Their marriage is not fully supported by the public because of a financial dispute involving her future mother-in-law, the palace announced Friday.
The controversy involving Mako fiancé Kei Komuro’s mother is an embarrassment for the imperial family and led to public rebuke that delayed their marriage for more than three years.
Komuro, 29, returned to Japan last week from New York, where he was studying to become a lawyer. His hair, tied in a ponytail, was considered a bold statement for someone marrying a princess in the tradition-bound family and only added to the criticism.
The Imperial Household Agency said, the couple will register their marriage on 26th October, and will have a news conference together. They are expected to start a new life together in New York later this year.

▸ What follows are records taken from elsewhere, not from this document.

// API client module: a small blocking HTTP client that talks to the
// Habitica v3 API. Calls are made one at a time; callers that need pacing
// (the checklist submitter) do it on top of `Transport`.

use crate::auth::Credentials;
use crate::config::{Config, MAX_BACKOFF_SECS};
use crate::error::{HoplaError, RequestError};
use anyhow::Context;
use reqwest::blocking::Client;
use reqwest::header::{HeaderMap, HeaderName, HeaderValue, RETRY_AFTER};
use serde::{Deserialize, Serialize};
use serde_json::Value;
use std::time::Duration;

#[derive(Debug, Clone, Copy, PartialEq, Eq)]
pub enum Method {
    Get,
    Post,
}

/// One API call: method, path below the base URL and an optional JSON body.
#[derive(Debug, Clone, PartialEq)]
pub struct ApiRequest {
    pub method: Method,
    pub path: String,
    pub body: Option<Value>,
}

impl ApiRequest {
    pub fn get(path: impl Into<String>) -> Self {
        Self {
            method: Method::Get,
            path: path.into(),
            body: None,
        }
    }

    /// Build a POST whose body is serialized from a typed payload.
    pub fn post<T: Serialize>(path: impl Into<String>, body: &T) -> Result<Self, RequestError> {
        let body = serde_json::to_value(body)
            .map_err(|e| RequestError::MalformedBody(format!("cannot encode request: {}", e)))?;
        Ok(Self {
            method: Method::Post,
            path: path.into(),
            body: Some(body),
        })
    }
}

/// Anything able to perform one authenticated Habitica request and hand
/// back the `data` member of the response envelope.
pub trait Transport {
    fn send(&self, request: &ApiRequest) -> Result<Value, RequestError>;
}

/// The JSON envelope wrapped around every Habitica response.
#[derive(Deserialize, Debug)]
struct Envelope {
    #[serde(default)]
    success: bool,
    #[serde(default)]
    data: Value,
    #[serde(default)]
    error: Option<String>,
    #[serde(default)]
    message: Option<String>,
}

/// Blocking API client holding the reqwest client, the base URL and the
/// default authentication headers.
#[derive(Clone)]
pub struct ApiClient {
    client: Client,
    base_url: String,
}

impl ApiClient {
    /// Create an ApiClient from the loaded configuration and credentials.
    /// The per-call timeout is enforced by reqwest.
    pub fn new(config: &Config, credentials: &Credentials) -> anyhow::Result<Self> {
        let headers = auth_headers(credentials, &config.client_name)
            .context("Invalid characters in credentials")?;
        let client = Client::builder()
            .default_headers(headers)
            .timeout(config.timeout())
            .build()
            .context("Failed to build HTTP client")?;
        Ok(ApiClient {
            client,
            base_url: config.base_url.trim_end_matches('/').to_string(),
        })
    }

    fn url(&self, path: &str) -> String {
        format!("{}{}", self.base_url, path)
    }
}

impl Transport for ApiClient {
    fn send(&self, request: &ApiRequest) -> Result<Value, RequestError> {
        let url = self.url(&request.path);
        tracing::debug!(method = ?request.method, %url, "sending request");

        let mut builder = match request.method {
            Method::Get => self.client.get(&url),
            Method::Post => self.client.post(&url),
        };
        if let Some(body) = &request.body {
            builder = builder.json(body);
        }

        let res = builder.send().map_err(network_error)?;
        let status = res.status().as_u16();
        let retry_after = res
            .headers()
            .get(RETRY_AFTER)
            .and_then(|v| v.to_str().ok())
            .map(str::to_string);
        let txt = res.text().map_err(network_error)?;
        tracing::debug!(status, "received response");

        parse_response(status, retry_after.as_deref(), &txt)
    }
}

fn network_error(err: reqwest::Error) -> RequestError {
    if err.is_timeout() {
        RequestError::Network(format!("request timed out: {}", err))
    } else {
        RequestError::Network(err.to_string())
    }
}

/// Build `x-api-user`, `x-api-key` and `x-client` headers.
pub fn auth_headers(credentials: &Credentials, client_name: &str) -> Result<HeaderMap, HoplaError> {
    let mut headers = HeaderMap::new();
    let pairs = [
        ("x-api-user", credentials.user_id.as_str()),
        ("x-api-key", credentials.api_token.as_str()),
        ("x-client", client_name),
    ];
    for (name, value) in pairs {
        let mut value = HeaderValue::from_str(value)
            .map_err(|_| HoplaError::Credentials(format!("{} is not a valid header value", name)))?;
        if name == "x-api-key" {
            value.set_sensitive(true);
        }
        headers.insert(HeaderName::from_static(name), value);
    }
    Ok(headers)
}

/// Turn a raw HTTP status, `Retry-After` header and body into either the
/// envelope's `data` or a `RequestError`.
pub fn parse_response(
    status: u16,
    retry_after: Option<&str>,
    body: &str,
) -> Result<Value, RequestError> {
    if status == 429 {
        let retry_after = retry_after
            .and_then(|v| v.trim().parse::<u64>().ok())
            .map(|secs| Duration::from_secs(secs.min(MAX_BACKOFF_SECS)));
        return Err(RequestError::RateLimited { retry_after });
    }

    let envelope: Result<Envelope, _> = serde_json::from_str(body);
    if !(200..300).contains(&status) {
        let message = match envelope {
            Ok(env) => env
                .message
                .or(env.error)
                .unwrap_or_else(|| "no message".into()),
            Err(_) if body.trim().is_empty() => "empty response".into(),
            Err(_) => body.trim().to_string(),
        };
        return Err(RequestError::Api { status, message });
    }

    let envelope = envelope.map_err(|e| RequestError::MalformedBody(e.to_string()))?;
    if !envelope.success {
        return Err(RequestError::Api {
            status,
            message: envelope
                .message
                .or(envelope.error)
                .unwrap_or_else(|| "request was not successful".into()),
        });
    }
    Ok(envelope.data)
}

#[cfg(test)]
mod tests {
    use super::*;
    use serde_json::json;

    #[test]
    fn success_envelope_yields_data() {
        let data = parse_response(200, None, r#"{"success":true,"data":{"id":"t1"}}"#).unwrap();
        assert_eq!(data, json!({"id": "t1"}));
    }

    #[test]
    fn error_status_carries_server_message() {
        let err = parse_response(
            404,
            None,
            r#"{"success":false,"error":"NotFound","message":"Task not found."}"#,
        )
        .unwrap_err();
        assert_eq!(
            err,
            RequestError::Api {
                status: 404,
                message: "Task not found.".into()
            }
        );
    }

    #[test]
    fn error_status_with_plain_body() {
        let err = parse_response(502, None, "Bad Gateway\n").unwrap_err();
        assert_eq!(
            err,
            RequestError::Api {
                status: 502,
                message: "Bad Gateway".into()
            }
        );
    }

    #[test]
    fn too_many_requests_reads_retry_after() {
        let err = parse_response(429, Some("12"), "").unwrap_err();
        assert_eq!(
            err,
            RequestError::RateLimited {
                retry_after: Some(Duration::from_secs(12))
            }
        );

        let err = parse_response(429, Some("18446744073709551615"), "").unwrap_err();
        assert_eq!(
            err,
            RequestError::RateLimited {
                retry_after: Some(Duration::from_secs(MAX_BACKOFF_SECS))
            }
        );

        let err = parse_response(429, Some("soon"), "").unwrap_err();
        assert_eq!(err, RequestError::RateLimited { retry_after: None });
    }

    #[test]
    fn unparsable_success_body_is_malformed() {
        let err = parse_response(200, None, "<html>").unwrap_err();
        assert!(matches!(err, RequestError::MalformedBody(_)));
    }

    #[test]
    fn success_flag_false_is_an_api_error() {
        let err = parse_response(200, None, r#"{"success":false,"error":"BadRequest"}"#)
            .unwrap_err();
        assert_eq!(
            err,
            RequestError::Api {
                status: 200,
                message: "BadRequest".into()
            }
        );
    }

    #[test]
    fn post_request_encodes_body() {
        let req = ApiRequest::post("/api/v3/tasks/t1/checklist", &json!({"text": "milk"})).unwrap();
        assert_eq!(req.method, Method::Post);
        assert_eq!(req.body, Some(json!({"text": "milk"})));
    }

    #[test]
    fn headers_are_built_from_credentials() {
        let creds = Credentials {
            user_id: "user".into(),
            api_token: "token".into(),
        };
        let headers = auth_headers(&creds, "hopla").unwrap();
        assert_eq!(headers["x-api-user"], "user");
        assert_eq!(headers["x-api-key"], "token");
        assert_eq!(headers["x-client"], "hopla");
        assert!(headers["x-api-key"].is_sensitive());
    }

    #[test]
    fn headers_reject_newlines() {
        let creds = Credentials {
            user_id: "user\n".into(),
            api_token: "token".into(),
        };
        assert!(auth_headers(&creds, "hopla").is_err());
    }
}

There will be no wedding banquet and other rituals for the couple “because their marriage is not celebrated by many people,” the agency said.
Palace officials disclosed that Mako who turns 30 three days before the wedding has also declined the 150 million yen ($1.35 million) she is entitled to, for leaving the imperial family.
She would be the first female imperial family member since World War II to not receive the payment when marrying a commoner.
She was recently diagnosed with a mental condition that palace doctors described as a form of traumatic stress disorder, according to the agency.
She and Komuro were classmates at Tokyo’s International Christian University when they announced in September 2017 their intent to marry the following year, but the financial dispute surfaced two months later and the wedding was suspended.
The dispute involved whether the money his mother received from her former fiancé and spent on Komuro’s education in Japan was a loan or a gift.
Komuro left for New York in 2018 to study law, and this is the first time he has returned since then.
The Imperial House Law allows only male succession.
Female members of the royal family must renounce their royal status when they marry a commoner — a practice that has resulted in a decline in the size of the royal family and a shortage of successors to the throne.
The couple will live a normal life just like former royals Harry and Meghan.